▶ EXERCISE AIM: All of the data must be output without alteration.

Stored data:
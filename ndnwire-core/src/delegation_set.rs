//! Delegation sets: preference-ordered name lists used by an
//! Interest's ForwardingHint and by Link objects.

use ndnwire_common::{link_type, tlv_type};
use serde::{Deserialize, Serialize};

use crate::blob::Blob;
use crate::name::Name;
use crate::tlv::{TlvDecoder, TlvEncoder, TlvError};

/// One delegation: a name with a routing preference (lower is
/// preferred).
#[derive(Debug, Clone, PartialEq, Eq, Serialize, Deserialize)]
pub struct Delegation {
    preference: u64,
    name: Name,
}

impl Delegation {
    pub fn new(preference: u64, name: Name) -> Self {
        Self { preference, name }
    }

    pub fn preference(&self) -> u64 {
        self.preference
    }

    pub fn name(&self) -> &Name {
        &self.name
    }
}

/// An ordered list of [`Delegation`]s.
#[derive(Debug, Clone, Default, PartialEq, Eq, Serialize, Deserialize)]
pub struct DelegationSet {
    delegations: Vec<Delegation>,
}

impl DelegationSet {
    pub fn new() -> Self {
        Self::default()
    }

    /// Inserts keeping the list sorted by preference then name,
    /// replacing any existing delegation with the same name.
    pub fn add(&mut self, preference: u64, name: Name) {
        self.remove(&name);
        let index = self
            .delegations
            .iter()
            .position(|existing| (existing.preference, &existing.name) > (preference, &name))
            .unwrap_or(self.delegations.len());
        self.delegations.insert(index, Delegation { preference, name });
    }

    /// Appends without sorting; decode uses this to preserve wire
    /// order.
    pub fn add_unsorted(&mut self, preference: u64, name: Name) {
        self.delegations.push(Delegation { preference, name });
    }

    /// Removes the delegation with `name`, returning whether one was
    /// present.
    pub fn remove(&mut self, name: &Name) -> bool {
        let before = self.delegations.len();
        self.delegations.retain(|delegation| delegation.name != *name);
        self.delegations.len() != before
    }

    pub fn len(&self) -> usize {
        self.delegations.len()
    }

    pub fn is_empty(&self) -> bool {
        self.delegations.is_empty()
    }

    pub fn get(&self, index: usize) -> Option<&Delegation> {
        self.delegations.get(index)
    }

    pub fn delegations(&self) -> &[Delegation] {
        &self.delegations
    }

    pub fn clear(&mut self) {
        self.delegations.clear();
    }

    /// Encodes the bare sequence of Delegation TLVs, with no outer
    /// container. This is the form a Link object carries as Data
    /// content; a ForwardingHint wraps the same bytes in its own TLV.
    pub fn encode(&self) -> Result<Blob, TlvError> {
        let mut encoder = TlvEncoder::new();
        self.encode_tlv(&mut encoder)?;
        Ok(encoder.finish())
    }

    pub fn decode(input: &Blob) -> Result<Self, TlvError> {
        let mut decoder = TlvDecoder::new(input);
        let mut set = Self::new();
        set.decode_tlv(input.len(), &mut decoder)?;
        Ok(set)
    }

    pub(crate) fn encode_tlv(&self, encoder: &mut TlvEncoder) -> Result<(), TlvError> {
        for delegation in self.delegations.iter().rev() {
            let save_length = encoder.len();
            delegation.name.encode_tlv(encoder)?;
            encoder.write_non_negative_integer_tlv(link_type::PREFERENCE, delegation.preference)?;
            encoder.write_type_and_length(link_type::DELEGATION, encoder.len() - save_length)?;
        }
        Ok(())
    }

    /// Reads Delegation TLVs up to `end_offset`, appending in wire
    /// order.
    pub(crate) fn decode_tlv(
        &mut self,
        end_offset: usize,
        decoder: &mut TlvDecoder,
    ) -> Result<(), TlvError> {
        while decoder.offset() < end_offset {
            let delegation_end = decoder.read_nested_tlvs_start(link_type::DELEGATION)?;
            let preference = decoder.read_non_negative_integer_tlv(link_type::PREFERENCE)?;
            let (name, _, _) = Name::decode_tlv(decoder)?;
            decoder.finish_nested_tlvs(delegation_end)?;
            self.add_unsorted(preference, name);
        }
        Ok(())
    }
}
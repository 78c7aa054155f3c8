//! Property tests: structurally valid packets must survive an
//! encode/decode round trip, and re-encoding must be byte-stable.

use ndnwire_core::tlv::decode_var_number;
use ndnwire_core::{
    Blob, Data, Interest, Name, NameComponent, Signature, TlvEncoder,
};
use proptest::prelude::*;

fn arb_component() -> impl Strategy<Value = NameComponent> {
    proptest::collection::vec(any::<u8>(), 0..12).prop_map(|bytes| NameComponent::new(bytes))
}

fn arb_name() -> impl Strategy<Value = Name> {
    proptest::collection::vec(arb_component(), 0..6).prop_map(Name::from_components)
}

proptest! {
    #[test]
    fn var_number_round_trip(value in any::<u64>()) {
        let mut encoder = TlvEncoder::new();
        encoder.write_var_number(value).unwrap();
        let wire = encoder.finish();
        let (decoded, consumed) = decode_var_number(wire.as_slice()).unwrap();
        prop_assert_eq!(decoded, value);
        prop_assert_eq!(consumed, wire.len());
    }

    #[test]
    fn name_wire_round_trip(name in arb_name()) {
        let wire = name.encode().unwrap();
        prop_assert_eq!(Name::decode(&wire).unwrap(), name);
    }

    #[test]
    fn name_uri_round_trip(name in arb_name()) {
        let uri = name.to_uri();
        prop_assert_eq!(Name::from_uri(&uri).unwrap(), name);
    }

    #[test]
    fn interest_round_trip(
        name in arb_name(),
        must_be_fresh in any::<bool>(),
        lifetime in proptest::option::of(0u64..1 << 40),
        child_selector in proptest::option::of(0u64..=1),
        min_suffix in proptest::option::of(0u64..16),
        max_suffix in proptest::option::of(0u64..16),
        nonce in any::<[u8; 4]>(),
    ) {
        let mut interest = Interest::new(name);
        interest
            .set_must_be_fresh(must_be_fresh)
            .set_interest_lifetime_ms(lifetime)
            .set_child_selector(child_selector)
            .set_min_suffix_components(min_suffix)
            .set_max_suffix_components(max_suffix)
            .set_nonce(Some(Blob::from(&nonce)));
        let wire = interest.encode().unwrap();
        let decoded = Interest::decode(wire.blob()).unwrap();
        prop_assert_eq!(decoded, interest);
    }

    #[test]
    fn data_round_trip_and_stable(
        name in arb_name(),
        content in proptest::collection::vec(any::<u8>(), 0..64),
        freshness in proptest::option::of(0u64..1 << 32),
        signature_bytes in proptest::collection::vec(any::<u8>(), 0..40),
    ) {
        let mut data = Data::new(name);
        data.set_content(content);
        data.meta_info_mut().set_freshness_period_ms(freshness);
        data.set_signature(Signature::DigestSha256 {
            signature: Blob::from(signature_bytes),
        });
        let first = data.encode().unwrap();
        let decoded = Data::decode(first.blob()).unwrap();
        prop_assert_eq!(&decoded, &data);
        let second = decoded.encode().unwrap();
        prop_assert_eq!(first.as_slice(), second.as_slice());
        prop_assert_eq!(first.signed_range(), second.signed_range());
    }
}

▶ RESULT OF THE TASK:
filename ndnwire-core/src/delegation_set.rs
//! Delegation sets: preference-ordered name lists used by an
//! Interest's ForwardingHint and by Link objects.

use ndnwire_common::{link_type, tlv_type};
use serde::{Deserialize, Serialize};

use crate::blob::Blob;
use crate::name::Name;
use crate::tlv::{TlvDecoder, TlvEncoder, TlvError};

/// One delegation: a name with a routing preference (lower is
/// preferred).
#[derive(Debug, Clone, PartialEq, Eq, Serialize, Deserialize)]
pub struct Delegation {
    preference: u64,
    name: Name,
}

impl Delegation {
    pub fn new(preference: u64, name: Name) -> Self {
        Self { preference, name }
    }

    pub fn preference(&self) -> u64 {
        self.preference
    }

    pub fn name(&self) -> &Name {
        &self.name
    }
}

/// An ordered list of [`Delegation`]s.
#[derive(Debug, Clone, Default, PartialEq, Eq, Serialize, Deserialize)]
pub struct DelegationSet {
    delegations: Vec<Delegation>,
}

impl DelegationSet {
    pub fn new() -> Self {
        Self::default()
    }

    /// Inserts keeping the list sorted by preference then name,
    /// replacing any existing delegation with the same name.
    pub fn add(&mut self, preference: u64, name: Name) {
        self.remove(&name);
        let index = self
            .delegations
            .iter()
            .position(|existing| (existing.preference, &existing.name) > (preference, &name))
            .unwrap_or(self.delegations.len());
        self.delegations.insert(index, Delegation { preference, name });
    }

    /// Appends without sorting; decode uses this to preserve wire
    /// order.
    pub fn add_unsorted(&mut self, preference: u64, name: Name) {
        self.delegations.push(Delegation { preference, name });
    }

    /// Removes the delegation with `name`, returning whether one was
    /// present.
    pub fn remove(&mut self, name: &Name) -> bool {
        let before = self.delegations.len();
        self.delegations.retain(|delegation| delegation.name != *name);
        self.delegations.len() != before
    }

    pub fn len(&self) -> usize {
        self.delegations.len()
    }

    pub fn is_empty(&self) -> bool {
        self.delegations.is_empty()
    }

    pub fn get(&self, index: usize) -> Option<&Delegation> {
        self.delegations.get(index)
    }

    pub fn delegations(&self) -> &[Delegation] {
        &self.delegations
    }

    pub fn clear(&mut self) {
        self.delegations.clear();
    }

    /// Encodes the bare sequence of Delegation TLVs, with no outer
    /// container. This is the form a Link object carries as Data
    /// content; a ForwardingHint wraps the same bytes in its own TLV.
    pub fn encode(&self) -> Result<Blob, TlvError> {
        let mut encoder = TlvEncoder::new();
        self.encode_tlv(&mut encoder)?;
        Ok(encoder.finish())
    }

    pub fn decode(input: &Blob) -> Result<Self, TlvError> {
        let mut decoder = TlvDecoder::new(input);
        let mut set = Self::new();
        set.decode_tlv(input.len(), &mut decoder)?;
        Ok(set)
    }

    pub(crate) fn encode_tlv(&self, encoder: &mut TlvEncoder) -> Result<(), TlvError> {
        for delegation in self.delegations.iter().rev() {
            let save_length = encoder.len();
            delegation.name.encode_tlv(encoder)?;
            encoder.write_non_negative_integer_tlv(link_type::PREFERENCE, delegation.preference)?;
            encoder.write_type_and_length(link_type::DELEGATION, encoder.len() - save_length)?;
        }
        Ok(())
    }

    /// Reads Delegation TLVs up to `end_offset`, appending in wire
    /// order.
    pub(crate) fn decode_tlv(
        &mut self,
        end_offset: usize,
        decoder: &mut TlvDecoder,
    ) -> Result<(), TlvError> {
        while decoder.offset() < end_offset {
            let delegation_end = decoder.read_nested_tlvs_start(link_type::DELEGATION)?;
            let preference = decoder.read_non_negative_integer_tlv(link_type::PREFERENCE)?;
            let (name, _, _) = Name::decode_tlv(decoder)?;
            decoder.finish_nested_tlvs(delegation_end)?;
            self.add_unsorted(preference, name);
        }
        Ok(())
    }
}
repository 78c7aa054155f3c8
//! Property tests: structurally valid packets must survive an
//! encode/decode round trip, and re-encoding must be byte-stable.

use ndnwire_core::tlv::decode_var_number;
use ndnwire_core::{
    Blob, Data, Interest, Name, NameComponent, Signature, TlvEncoder,
};
use proptest::prelude::*;

fn arb_component() -> impl Strategy<Value = NameComponent> {
    proptest::collection::vec(any::<u8>(), 0..12).prop_map(|bytes| NameComponent::new(bytes))
}

fn arb_name() -> impl Strategy<Value = Name> {
    proptest::collection::vec(arb_component(), 0..6).prop_map(Name::from_components)
}

proptest! {
    #[test]
    fn var_number_round_trip(value in any::<u64>()) {
        let mut encoder = TlvEncoder::new();
        encoder.write_var_number(value).unwrap();
        let wire = encoder.finish();
        let (decoded, consumed) = decode_var_number(wire.as_slice()).unwrap();
        prop_assert_eq!(decoded, value);
        prop_assert_eq!(consumed, wire.len());
    }

    #[test]
    fn name_wire_round_trip(name in arb_name()) {
        let wire = name.encode().unwrap();
        prop_assert_eq!(Name::decode(&wire).unwrap(), name);
    }

    #[test]
    fn name_uri_round_trip(name in arb_name()) {
        let uri = name.to_uri();
        prop_assert_eq!(Name::from_uri(&uri).unwrap(), name);
    }

    #[test]
    fn interest_round_trip(
        name in arb_name(),
        must_be_fresh in any::<bool>(),
        lifetime in proptest::option::of(0u64..1 << 40),
        child_selector in proptest::option::of(0u64..=1),
        min_suffix in proptest::option::of(0u64..16),
        max_suffix in proptest::option::of(0u64..16),
        nonce in any::<[u8; 4]>(),
    ) {
        let mut interest = Interest::new(name);
        interest
            .set_must_be_fresh(must_be_fresh)
            .set_interest_lifetime_ms(lifetime)
            .set_child_selector(child_selector)
            .set_min_suffix_components(min_suffix)
            .set_max_suffix_components(max_suffix)
            .set_nonce(Some(Blob::from(&nonce)));
        let wire = interest.encode().unwrap();
        let decoded = Interest::decode(wire.blob()).unwrap();
        prop_assert_eq!(decoded, interest);
    }

    #[test]
    fn data_round_trip_and_stable(
        name in arb_name(),
        content in proptest::collection::vec(any::<u8>(), 0..64),
        freshness in proptest::option::of(0u64..1 << 32),
        signature_bytes in proptest::collection::vec(any::<u8>(), 0..40),
    ) {
        let mut data = Data::new(name);
        data.set_content(content);
        data.meta_info_mut().set_freshness_period_ms(freshness);
        data.set_signature(Signature::DigestSha256 {
            signature: Blob::from(signature_bytes),
        });
        let first = data.encode().unwrap();
        let decoded = Data::decode(first.blob()).unwrap();
        prop_assert_eq!(&decoded, &data);
        let second = decoded.encode().unwrap();
        prop_assert_eq!(first.as_slice(), second.as_slice());
        prop_assert_eq!(first.signed_range(), second.signed_range());
    }
}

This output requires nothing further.